■ **Saved data entries**:
★ ★ ★ ★
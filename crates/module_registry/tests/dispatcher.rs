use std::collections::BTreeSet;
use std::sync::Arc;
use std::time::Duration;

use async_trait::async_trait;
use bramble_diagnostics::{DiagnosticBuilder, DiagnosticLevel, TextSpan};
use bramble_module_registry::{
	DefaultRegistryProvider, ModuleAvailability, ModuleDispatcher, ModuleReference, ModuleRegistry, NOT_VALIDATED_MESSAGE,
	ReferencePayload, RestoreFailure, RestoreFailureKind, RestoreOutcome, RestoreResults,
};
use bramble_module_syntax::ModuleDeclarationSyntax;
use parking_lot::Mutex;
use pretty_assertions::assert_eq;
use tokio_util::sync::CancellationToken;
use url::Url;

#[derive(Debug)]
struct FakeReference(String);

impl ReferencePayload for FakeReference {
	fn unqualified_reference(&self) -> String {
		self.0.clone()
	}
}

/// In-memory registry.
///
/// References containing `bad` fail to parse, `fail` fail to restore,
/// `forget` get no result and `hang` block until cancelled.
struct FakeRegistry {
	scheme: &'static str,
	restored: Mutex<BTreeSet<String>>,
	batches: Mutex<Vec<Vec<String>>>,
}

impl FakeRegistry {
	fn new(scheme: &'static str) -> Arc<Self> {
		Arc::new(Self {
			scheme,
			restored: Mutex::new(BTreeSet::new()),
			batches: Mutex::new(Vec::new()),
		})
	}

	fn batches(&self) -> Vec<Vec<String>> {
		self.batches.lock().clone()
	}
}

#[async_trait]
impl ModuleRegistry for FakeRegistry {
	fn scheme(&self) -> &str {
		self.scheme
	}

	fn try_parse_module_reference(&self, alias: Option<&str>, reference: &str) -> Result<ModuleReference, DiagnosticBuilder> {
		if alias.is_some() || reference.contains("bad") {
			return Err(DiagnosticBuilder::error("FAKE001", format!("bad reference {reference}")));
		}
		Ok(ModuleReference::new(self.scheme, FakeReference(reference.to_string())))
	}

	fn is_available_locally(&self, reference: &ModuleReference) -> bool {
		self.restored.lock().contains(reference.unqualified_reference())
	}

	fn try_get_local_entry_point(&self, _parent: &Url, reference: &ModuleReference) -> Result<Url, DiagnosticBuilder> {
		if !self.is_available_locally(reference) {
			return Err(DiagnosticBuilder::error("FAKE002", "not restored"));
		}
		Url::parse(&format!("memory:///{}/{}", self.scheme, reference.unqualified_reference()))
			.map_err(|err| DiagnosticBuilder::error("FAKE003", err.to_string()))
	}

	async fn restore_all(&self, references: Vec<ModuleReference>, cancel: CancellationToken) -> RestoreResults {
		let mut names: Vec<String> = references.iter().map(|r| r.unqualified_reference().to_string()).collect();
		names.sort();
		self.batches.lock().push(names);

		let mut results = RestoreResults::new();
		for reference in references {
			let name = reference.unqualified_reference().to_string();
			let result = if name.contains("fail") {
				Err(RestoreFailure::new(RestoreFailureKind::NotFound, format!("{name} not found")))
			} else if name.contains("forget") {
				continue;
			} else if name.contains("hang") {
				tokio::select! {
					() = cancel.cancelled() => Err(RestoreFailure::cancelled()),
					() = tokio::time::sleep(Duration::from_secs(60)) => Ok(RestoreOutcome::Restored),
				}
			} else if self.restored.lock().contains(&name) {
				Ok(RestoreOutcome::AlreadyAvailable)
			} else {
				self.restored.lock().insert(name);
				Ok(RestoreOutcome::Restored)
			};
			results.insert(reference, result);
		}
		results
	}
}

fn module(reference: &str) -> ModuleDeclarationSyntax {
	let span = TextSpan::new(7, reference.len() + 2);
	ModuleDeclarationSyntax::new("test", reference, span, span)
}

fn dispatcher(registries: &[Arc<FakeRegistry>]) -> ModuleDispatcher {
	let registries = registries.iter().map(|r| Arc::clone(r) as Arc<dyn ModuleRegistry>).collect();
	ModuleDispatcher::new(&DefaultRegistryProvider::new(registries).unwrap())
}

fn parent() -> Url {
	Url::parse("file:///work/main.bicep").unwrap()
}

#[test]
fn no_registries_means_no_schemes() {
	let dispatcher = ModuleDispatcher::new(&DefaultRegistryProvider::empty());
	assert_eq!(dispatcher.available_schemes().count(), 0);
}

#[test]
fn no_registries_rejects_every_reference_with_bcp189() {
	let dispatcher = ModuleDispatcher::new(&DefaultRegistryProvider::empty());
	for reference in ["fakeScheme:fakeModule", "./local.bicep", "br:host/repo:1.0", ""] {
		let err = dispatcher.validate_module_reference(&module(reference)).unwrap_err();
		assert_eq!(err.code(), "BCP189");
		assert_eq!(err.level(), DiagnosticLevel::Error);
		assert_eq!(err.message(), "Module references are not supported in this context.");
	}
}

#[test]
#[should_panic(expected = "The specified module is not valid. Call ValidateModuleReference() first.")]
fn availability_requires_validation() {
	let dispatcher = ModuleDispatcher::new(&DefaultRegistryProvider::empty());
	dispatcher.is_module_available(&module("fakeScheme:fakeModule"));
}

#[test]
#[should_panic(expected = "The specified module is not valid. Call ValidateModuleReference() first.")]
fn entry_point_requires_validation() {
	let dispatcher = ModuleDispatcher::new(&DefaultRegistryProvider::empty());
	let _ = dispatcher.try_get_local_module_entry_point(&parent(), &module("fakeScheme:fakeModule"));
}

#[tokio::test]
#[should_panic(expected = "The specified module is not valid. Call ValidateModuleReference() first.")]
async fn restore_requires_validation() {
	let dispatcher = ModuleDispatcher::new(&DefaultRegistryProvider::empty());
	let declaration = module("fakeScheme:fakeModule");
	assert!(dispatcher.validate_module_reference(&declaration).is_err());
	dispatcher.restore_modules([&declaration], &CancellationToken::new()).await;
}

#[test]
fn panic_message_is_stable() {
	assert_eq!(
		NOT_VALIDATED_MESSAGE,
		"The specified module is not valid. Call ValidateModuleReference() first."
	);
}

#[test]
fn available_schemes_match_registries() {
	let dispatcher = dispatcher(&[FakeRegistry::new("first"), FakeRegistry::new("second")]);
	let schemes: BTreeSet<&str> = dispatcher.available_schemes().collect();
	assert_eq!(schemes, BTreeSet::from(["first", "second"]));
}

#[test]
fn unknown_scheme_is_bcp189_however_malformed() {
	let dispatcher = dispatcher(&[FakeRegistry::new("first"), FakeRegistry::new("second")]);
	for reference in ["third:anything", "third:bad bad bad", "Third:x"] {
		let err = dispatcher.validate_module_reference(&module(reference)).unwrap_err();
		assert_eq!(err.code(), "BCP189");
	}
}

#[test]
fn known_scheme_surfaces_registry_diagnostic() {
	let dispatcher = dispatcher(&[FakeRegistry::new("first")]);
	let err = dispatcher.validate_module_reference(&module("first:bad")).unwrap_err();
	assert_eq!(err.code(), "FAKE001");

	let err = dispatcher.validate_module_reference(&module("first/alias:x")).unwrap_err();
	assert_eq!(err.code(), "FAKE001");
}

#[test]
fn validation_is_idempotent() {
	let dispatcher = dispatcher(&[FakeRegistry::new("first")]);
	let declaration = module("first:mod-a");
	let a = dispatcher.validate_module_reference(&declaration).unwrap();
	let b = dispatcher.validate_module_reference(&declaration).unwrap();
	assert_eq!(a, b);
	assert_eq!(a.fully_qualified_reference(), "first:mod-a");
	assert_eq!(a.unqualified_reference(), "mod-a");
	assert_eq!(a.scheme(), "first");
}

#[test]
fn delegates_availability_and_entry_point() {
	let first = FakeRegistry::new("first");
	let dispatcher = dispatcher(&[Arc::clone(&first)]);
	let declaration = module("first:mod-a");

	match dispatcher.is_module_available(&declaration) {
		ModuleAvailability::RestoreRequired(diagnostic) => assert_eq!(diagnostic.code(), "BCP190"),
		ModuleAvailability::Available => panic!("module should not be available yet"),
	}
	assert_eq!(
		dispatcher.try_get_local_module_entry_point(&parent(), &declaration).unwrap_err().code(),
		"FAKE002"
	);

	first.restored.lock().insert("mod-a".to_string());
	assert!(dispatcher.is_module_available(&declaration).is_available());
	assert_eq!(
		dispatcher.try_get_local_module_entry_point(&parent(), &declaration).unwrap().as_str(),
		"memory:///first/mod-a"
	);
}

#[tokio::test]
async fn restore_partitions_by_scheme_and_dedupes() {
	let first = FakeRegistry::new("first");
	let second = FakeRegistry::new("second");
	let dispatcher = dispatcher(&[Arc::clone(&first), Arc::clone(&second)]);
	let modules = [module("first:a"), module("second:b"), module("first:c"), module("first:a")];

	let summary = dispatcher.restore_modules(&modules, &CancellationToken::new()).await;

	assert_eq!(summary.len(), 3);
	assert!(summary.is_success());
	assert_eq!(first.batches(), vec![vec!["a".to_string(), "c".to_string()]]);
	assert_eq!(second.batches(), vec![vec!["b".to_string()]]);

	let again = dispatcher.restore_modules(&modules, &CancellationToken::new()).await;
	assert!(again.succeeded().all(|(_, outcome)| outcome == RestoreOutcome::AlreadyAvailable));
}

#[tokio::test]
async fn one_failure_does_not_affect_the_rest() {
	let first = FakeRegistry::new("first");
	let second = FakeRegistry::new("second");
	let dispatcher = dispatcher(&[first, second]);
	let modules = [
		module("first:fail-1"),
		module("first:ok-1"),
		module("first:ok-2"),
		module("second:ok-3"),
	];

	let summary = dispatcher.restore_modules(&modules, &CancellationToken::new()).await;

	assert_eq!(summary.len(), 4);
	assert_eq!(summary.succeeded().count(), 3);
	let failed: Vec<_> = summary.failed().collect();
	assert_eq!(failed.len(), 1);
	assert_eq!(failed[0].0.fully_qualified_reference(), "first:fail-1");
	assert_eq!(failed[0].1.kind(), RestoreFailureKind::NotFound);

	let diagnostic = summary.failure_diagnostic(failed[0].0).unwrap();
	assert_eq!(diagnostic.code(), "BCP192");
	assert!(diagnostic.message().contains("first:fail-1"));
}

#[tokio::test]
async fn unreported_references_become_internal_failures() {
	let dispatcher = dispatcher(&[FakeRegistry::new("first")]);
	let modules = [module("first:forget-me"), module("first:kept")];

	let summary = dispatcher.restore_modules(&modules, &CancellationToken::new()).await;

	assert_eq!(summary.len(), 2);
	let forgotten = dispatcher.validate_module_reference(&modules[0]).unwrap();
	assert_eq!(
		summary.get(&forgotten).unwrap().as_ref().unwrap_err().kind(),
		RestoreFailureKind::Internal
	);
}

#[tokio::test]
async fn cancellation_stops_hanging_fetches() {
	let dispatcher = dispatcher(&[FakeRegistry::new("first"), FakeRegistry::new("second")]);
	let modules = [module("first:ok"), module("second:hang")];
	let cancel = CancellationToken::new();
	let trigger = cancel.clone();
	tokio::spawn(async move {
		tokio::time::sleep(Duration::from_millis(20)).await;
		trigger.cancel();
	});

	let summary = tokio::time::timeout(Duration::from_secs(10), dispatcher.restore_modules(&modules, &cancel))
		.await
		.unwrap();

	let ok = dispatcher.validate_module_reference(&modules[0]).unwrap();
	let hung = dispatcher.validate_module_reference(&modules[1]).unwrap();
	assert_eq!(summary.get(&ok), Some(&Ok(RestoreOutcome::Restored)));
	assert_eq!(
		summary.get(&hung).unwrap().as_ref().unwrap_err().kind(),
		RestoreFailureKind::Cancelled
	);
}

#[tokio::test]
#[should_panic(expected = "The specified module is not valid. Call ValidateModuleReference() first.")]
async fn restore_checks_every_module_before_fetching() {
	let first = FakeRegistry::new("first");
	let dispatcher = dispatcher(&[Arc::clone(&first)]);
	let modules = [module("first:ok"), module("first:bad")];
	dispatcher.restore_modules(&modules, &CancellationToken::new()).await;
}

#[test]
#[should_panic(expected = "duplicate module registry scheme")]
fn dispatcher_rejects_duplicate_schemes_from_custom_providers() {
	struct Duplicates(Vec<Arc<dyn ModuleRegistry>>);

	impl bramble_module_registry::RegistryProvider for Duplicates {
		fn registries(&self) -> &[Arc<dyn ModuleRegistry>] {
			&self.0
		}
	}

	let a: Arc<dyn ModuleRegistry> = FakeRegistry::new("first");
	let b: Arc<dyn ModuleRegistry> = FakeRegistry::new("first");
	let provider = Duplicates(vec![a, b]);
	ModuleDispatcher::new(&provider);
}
★ ★ ★ ★
■ **What the task asks**:
Show a copy of each line from the data that includes the word "fakeScheme".

■ **Written reply**:
	for reference in ["fakeScheme:fakeModule", "./local.bicep", "br:host/repo:1.0", ""] {
	dispatcher.is_module_available(&module("fakeScheme:fakeModule"));
	let _ = dispatcher.try_get_local_module_entry_point(&parent(), &module("fakeScheme:fakeModule"));
	let declaration = module("fakeScheme:fakeModule");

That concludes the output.